__EXERCISE BRIEF__
Please state the number of lines in the entries below where the word "EPSILON" appears. Include nothing else.

__RECORDS TO USE__
= = = =

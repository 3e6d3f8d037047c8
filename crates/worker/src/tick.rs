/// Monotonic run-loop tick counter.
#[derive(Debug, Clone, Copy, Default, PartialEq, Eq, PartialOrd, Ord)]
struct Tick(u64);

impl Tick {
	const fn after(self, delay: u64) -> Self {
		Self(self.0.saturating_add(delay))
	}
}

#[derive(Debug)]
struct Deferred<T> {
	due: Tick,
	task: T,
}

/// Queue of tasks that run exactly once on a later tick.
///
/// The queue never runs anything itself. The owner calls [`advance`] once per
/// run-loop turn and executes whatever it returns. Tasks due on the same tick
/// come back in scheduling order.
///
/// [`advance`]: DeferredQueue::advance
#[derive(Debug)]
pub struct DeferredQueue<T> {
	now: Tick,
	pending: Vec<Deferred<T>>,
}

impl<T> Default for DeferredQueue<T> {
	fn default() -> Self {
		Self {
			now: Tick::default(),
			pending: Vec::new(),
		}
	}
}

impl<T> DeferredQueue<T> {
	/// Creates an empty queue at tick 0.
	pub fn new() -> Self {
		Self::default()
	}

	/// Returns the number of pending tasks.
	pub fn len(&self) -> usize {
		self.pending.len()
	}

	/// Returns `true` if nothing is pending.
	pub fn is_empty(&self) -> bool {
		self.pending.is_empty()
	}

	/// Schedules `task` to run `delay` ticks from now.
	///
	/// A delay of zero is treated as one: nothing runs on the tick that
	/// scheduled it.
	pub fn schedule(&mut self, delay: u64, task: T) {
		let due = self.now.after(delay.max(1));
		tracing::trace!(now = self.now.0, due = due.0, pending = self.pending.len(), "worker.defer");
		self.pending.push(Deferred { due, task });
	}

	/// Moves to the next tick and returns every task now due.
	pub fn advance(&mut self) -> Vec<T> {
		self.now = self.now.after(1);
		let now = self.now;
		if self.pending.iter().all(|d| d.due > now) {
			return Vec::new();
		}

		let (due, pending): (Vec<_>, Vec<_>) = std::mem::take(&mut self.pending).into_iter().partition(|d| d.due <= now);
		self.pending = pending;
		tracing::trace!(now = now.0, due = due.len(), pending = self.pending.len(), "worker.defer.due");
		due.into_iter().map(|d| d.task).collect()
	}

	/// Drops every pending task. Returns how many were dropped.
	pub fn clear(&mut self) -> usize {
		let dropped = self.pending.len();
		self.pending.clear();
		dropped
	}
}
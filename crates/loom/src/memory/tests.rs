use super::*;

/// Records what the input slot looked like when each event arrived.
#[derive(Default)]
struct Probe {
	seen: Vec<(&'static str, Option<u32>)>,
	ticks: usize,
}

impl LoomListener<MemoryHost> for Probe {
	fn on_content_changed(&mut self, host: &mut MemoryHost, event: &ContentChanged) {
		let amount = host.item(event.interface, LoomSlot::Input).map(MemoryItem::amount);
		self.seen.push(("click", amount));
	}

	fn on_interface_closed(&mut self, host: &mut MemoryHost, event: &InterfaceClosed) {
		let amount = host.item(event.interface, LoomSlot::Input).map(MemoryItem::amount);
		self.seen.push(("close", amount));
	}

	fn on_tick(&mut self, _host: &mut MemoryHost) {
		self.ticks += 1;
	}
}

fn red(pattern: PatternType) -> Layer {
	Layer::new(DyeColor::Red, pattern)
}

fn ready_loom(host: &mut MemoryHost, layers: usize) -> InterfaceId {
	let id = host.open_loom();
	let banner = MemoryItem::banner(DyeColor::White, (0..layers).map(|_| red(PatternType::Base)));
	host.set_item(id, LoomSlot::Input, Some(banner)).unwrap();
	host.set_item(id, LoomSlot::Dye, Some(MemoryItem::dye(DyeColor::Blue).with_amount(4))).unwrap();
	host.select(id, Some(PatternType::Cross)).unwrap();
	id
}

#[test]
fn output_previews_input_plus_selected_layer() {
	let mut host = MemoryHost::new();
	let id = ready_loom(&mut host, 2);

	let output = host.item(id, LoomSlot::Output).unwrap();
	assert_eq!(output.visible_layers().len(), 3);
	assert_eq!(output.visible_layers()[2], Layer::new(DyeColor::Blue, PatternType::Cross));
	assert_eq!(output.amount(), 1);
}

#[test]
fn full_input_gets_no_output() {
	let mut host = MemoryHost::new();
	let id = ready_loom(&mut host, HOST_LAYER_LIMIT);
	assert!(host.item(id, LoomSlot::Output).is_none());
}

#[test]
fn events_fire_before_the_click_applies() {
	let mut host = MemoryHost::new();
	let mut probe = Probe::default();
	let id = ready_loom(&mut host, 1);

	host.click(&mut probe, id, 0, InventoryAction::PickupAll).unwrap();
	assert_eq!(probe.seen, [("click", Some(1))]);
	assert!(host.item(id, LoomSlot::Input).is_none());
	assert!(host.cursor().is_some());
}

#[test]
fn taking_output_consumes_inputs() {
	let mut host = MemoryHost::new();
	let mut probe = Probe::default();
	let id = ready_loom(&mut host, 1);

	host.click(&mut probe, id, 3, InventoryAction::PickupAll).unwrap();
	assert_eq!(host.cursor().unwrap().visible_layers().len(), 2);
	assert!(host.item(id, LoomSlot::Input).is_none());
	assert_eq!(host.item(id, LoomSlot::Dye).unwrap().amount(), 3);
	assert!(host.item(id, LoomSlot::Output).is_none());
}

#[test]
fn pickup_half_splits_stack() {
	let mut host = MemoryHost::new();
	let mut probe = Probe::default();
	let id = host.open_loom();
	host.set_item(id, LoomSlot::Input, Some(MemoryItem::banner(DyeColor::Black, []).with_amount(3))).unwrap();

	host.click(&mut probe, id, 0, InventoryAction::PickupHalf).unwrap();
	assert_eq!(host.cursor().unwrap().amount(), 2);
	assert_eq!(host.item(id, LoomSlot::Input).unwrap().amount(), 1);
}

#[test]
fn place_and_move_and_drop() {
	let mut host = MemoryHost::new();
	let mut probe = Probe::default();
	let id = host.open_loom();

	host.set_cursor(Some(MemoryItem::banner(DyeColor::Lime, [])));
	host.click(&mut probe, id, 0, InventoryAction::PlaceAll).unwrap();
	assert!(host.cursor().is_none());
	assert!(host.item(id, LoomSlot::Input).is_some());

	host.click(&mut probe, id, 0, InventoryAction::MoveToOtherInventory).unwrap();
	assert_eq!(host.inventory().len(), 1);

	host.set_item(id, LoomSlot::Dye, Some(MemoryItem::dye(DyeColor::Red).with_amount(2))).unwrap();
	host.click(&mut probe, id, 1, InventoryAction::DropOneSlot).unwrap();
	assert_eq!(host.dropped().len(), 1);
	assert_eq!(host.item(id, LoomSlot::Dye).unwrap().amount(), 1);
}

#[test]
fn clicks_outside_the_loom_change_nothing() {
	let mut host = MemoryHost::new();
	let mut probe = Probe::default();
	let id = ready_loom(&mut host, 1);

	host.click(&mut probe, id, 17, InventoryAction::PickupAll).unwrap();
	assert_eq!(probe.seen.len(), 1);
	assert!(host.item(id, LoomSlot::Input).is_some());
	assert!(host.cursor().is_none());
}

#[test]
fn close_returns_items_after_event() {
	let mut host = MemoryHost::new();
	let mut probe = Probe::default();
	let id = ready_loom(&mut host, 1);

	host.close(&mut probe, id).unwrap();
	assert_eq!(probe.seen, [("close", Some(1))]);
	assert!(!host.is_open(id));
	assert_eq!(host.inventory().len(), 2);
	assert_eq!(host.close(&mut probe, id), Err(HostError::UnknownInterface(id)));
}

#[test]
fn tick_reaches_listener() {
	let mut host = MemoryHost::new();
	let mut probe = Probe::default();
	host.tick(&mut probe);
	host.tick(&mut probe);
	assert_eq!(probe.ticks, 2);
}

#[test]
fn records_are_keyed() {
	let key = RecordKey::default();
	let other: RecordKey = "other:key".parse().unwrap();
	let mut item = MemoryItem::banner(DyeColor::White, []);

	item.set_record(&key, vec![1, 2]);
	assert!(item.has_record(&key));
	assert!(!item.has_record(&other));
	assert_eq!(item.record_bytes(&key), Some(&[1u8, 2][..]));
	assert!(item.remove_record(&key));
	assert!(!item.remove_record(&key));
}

= = = =

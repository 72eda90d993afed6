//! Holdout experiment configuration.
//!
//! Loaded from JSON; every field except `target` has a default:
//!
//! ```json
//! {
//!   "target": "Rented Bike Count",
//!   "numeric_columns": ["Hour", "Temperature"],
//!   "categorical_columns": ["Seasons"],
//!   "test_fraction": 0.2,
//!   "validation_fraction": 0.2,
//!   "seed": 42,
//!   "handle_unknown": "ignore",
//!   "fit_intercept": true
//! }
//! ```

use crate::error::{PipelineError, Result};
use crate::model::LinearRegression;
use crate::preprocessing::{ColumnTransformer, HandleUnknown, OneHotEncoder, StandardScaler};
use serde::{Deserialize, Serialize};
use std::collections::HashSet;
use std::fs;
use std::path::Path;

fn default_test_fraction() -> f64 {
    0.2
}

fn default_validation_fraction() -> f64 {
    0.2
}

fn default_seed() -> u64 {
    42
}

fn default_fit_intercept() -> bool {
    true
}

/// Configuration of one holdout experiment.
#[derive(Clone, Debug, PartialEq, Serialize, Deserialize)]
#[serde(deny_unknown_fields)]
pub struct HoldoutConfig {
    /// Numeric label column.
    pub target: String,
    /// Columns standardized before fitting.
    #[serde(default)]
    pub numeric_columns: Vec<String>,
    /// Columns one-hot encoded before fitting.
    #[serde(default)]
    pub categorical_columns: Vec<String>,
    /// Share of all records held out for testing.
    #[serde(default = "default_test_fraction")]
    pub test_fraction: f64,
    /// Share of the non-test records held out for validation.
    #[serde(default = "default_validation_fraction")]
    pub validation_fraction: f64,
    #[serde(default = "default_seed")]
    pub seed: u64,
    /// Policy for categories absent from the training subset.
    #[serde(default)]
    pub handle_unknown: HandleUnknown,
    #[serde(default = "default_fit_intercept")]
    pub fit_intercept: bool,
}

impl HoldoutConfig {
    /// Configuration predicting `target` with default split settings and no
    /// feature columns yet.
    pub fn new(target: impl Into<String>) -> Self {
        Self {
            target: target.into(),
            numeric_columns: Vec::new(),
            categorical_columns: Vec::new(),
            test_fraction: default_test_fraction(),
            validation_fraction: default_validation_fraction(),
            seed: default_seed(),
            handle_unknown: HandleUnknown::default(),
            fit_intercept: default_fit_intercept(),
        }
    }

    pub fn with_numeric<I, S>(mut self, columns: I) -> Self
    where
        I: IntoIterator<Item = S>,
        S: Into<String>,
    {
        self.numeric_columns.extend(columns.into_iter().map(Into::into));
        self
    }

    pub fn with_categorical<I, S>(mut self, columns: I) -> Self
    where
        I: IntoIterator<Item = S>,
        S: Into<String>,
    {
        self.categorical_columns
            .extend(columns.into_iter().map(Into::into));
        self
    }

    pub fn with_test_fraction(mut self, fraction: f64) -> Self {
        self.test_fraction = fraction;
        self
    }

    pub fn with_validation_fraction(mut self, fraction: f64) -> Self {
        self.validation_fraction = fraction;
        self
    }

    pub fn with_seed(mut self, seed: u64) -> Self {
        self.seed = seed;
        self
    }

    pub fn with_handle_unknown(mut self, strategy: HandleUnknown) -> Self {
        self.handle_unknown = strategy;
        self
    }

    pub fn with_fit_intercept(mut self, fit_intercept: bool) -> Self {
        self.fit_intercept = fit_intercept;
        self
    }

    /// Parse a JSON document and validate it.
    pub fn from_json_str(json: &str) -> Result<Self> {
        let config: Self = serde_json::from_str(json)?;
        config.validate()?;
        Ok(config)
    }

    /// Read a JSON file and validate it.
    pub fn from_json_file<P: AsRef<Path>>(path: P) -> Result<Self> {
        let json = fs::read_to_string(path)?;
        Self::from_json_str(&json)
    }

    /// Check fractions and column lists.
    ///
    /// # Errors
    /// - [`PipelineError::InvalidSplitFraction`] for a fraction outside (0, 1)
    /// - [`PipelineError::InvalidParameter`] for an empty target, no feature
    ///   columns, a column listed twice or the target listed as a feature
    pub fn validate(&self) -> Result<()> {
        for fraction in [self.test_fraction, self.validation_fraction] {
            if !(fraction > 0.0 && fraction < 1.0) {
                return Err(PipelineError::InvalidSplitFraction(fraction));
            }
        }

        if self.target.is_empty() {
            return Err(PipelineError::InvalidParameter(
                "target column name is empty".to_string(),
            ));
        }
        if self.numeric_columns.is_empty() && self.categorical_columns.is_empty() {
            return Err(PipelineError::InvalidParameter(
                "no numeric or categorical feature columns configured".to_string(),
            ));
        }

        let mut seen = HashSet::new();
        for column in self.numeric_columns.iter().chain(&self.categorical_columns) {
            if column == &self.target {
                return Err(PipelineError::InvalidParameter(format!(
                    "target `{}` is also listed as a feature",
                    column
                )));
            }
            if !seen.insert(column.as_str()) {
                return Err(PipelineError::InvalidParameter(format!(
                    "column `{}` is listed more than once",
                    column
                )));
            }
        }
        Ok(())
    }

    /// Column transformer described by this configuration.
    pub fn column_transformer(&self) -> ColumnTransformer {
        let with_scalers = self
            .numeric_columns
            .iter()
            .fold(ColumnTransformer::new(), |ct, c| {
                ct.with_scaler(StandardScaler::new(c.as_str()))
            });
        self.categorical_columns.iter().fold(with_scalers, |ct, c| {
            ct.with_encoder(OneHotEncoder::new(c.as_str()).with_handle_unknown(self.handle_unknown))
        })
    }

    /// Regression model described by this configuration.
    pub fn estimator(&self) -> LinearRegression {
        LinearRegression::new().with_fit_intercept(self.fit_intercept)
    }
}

= = = =

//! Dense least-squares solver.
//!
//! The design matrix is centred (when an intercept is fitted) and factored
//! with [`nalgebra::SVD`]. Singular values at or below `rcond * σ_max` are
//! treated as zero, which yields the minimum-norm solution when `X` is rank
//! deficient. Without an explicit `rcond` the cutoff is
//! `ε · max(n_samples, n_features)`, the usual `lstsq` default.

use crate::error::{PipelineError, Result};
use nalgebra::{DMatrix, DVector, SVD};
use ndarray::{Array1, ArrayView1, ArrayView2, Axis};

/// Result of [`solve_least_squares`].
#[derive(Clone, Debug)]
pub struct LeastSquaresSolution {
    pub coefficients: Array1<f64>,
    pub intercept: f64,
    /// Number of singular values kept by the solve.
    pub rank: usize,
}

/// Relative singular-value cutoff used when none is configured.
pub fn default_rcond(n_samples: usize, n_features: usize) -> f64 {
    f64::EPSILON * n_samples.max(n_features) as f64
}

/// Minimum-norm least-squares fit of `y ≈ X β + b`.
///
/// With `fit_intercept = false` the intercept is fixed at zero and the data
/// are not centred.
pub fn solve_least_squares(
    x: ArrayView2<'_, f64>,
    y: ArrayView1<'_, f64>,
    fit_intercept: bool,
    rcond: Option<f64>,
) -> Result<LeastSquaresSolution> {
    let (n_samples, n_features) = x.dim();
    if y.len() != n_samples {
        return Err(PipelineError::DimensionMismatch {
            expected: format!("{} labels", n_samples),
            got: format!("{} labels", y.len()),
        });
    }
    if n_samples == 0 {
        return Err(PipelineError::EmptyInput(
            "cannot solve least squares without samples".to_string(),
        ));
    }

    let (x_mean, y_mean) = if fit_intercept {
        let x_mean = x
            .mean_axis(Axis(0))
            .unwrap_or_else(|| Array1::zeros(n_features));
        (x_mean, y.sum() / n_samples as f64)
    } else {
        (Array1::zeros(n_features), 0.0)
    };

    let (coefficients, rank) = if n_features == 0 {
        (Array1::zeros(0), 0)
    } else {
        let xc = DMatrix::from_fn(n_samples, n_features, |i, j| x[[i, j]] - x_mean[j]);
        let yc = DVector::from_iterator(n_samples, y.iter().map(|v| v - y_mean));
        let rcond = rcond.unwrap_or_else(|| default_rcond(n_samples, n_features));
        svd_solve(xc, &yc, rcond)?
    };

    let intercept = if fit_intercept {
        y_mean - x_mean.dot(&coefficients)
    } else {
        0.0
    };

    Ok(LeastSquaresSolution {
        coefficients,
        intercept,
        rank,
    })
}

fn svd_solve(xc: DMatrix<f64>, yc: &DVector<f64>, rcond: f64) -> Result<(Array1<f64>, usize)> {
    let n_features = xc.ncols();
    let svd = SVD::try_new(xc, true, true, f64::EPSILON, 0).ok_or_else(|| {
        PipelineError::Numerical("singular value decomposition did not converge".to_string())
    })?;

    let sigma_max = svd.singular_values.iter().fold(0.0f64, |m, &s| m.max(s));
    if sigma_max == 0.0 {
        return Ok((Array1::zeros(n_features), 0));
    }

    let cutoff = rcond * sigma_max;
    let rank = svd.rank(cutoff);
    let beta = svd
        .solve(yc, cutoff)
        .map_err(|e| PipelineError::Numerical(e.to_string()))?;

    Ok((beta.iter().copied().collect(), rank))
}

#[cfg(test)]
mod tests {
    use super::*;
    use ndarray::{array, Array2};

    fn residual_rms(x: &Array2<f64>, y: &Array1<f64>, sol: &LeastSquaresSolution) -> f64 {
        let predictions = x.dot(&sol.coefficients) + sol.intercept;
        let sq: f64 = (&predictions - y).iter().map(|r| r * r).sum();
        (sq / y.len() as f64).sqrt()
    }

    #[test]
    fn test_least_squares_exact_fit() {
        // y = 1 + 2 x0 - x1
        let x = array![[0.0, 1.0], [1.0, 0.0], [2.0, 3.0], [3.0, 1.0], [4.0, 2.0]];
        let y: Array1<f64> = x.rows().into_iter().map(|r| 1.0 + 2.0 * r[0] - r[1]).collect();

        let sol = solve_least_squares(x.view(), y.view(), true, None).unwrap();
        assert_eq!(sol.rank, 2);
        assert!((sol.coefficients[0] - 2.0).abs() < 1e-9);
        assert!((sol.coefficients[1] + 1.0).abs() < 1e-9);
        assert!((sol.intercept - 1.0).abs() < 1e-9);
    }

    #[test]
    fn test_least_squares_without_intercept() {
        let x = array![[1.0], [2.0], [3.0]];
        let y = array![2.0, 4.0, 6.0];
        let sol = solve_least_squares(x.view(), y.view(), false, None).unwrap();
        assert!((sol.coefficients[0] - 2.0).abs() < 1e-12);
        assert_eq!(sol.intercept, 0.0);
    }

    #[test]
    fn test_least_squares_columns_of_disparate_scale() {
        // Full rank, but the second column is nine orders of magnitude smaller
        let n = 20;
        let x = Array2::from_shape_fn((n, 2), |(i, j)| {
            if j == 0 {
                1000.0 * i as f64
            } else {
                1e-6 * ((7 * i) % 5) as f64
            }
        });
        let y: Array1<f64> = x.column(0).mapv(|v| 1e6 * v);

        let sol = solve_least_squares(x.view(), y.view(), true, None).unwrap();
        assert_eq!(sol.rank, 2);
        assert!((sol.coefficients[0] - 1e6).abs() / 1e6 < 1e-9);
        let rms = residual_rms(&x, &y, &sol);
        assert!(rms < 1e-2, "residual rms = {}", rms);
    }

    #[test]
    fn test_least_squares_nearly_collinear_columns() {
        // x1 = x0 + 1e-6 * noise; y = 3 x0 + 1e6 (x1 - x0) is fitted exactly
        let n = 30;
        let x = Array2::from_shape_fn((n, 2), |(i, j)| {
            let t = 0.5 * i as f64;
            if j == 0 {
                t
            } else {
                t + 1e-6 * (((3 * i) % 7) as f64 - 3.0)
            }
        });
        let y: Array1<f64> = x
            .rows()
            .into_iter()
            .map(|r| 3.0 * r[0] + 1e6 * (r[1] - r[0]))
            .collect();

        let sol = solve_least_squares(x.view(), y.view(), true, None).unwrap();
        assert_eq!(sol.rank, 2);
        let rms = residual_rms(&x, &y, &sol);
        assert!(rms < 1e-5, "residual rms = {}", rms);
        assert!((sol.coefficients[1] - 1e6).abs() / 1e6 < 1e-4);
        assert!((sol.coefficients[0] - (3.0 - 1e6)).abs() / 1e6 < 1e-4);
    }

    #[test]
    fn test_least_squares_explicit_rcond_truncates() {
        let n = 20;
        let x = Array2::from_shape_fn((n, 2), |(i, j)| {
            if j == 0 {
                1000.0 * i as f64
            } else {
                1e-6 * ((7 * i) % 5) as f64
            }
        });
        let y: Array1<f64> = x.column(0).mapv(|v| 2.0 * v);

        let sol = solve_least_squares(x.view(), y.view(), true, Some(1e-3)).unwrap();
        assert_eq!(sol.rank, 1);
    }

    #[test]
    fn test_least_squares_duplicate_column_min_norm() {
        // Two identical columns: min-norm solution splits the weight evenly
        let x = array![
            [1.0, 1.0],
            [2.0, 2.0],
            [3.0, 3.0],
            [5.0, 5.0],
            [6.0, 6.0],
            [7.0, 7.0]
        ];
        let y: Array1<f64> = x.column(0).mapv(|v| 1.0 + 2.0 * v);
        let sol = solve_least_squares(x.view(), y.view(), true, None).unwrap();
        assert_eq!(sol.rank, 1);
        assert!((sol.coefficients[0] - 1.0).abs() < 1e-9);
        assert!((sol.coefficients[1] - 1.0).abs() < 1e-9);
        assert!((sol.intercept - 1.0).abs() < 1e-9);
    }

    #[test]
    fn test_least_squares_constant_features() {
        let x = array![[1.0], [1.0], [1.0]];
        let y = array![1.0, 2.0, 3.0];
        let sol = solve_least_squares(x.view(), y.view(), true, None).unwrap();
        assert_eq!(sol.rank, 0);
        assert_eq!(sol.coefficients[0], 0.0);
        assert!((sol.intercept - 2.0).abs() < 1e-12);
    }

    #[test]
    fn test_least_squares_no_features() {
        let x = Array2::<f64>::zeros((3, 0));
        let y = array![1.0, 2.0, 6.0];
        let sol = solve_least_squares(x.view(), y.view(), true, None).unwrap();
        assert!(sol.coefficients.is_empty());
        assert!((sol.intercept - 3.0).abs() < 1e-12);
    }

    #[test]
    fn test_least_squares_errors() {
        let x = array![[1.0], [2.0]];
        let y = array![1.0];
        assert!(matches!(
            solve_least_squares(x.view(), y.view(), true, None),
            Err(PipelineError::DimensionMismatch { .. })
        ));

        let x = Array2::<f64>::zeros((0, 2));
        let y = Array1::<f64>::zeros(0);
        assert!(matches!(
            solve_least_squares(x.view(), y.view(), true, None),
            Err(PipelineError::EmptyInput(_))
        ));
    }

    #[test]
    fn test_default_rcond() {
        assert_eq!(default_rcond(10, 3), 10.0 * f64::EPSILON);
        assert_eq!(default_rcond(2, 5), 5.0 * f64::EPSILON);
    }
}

= = = =

__ANSWER BOX__
4